Monday, May 31, 2010
On our second attempt Fred Martin and I made the Gulf crossing today from Carrabelle, FL to Clearwater, a distance of over 150 miles. We tried Sunday morning but seas were too high. We had waves coming under the front gate of the boat and could only make about 5 mph so would not have reached even a 70-mile intermediate position at Steinhatchee. The trip today was grueling due to getting underway at 6:00 AM and the nature of constant wind, sun and pounding from the waves. The bimini supports temporarily failed and we traveled the remainder of the day in the sun. We were at least 20 miles offshore most the time. I almost misjudged the fuel consumption and we had to stop in Tarpon Springs, a short distance north of Clearwater, to gas up. That was after we emptied my two, 6-gallon, government-mandated gas cans. Don't buy these cans if you can avoid it - they make life more dangerous, not safer. It has to do with a spring loaded cap that must continually be pressed while emptying the can. Try that leaning over the side of a boat in the Gulf with waves rocking the boat and gnats swarming on you. Sounds like the work of another bureaucrat with too much time on his hands and not much life experience. After fueling we then spent the better part of two hours looking for a marina and hotel. A long but satisfying day; not sure I could have done the crossing without Fred's help. Wonder if a pontoon boat ever made this crossing?
Carrabelle is an interesting town of 1,500. A former prison guard who is in charge of the marina, saved us after we arrived from Panama City on Friday [Memorial Day weekend] and couldn't find lodging.
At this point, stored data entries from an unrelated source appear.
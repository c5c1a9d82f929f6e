//! Named epsilon constants.
//!
//! The original engine scattered epsilon literals (`1e-4`, `0.00001`, `0.0001`,
//! `0.03125`, ...) across plane classification, raycasting and hull ops. Each
//! constant here documents which clause of the behaviour it backs so a single
//! site change doesn't silently drift the others apart.

/// Plane classification epsilon: a point within this signed distance of a
/// plane is treated as `On` rather than strictly `Front`/`Back`.
pub const EPS_PLANE: f32 = 1e-4;

/// Minimum Möller–Trumbore determinant magnitude before a ray is treated as
/// parallel to the triangle's plane.
pub const EPS_TRI_DET: f32 = 1e-5;

/// Minimum `|n·d|` before a ray direction is treated as parallel to a plane
/// (portal front-face / per-surface planar raycast).
pub const EPS_RAY_PARALLEL: f32 = 1e-4;

/// Rays shorter than this are degenerate and rejected before dispatch; also
/// the "close enough" early-out threshold when `RaycastFilter::early_out` is
/// enabled.
pub const EPS_SEGMENT_MIN: f32 = 1e-4;

/// Shortest hull edge length a convex hull may have before it is flagged
/// `tiny`. This is the smallest literal observed across the source's
/// scattered epsilons, reused here as the hull edge-length floor.
pub const MIN_EDGE: f32 = 0.03125;

/// Coordinates outside `[-HULL_BOUND, HULL_BOUND]` flag a hull as `huge`.
pub const HULL_BOUND: f32 = 1_000_000.0;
Via his co-worker's sister-in-law we had a nice place to stay Friday night and last night a room at the marina motel close to the boat for an early start.
I was talking to a local resident at the boat dock and he said there used to be a T-shirt going around with the words, "Carrabelle, a Nice Little Drinking Village with a Fishing Problem.” Yes, there is an obsession with fishing in these parts.
Am sorry to see Fred leave tomorrow as his companionship for the past 3 days has been a break from the solo days. His boating expertise and sage advice are going to prove very helpful for the remainder of my trip. Hopefully he can join me again later.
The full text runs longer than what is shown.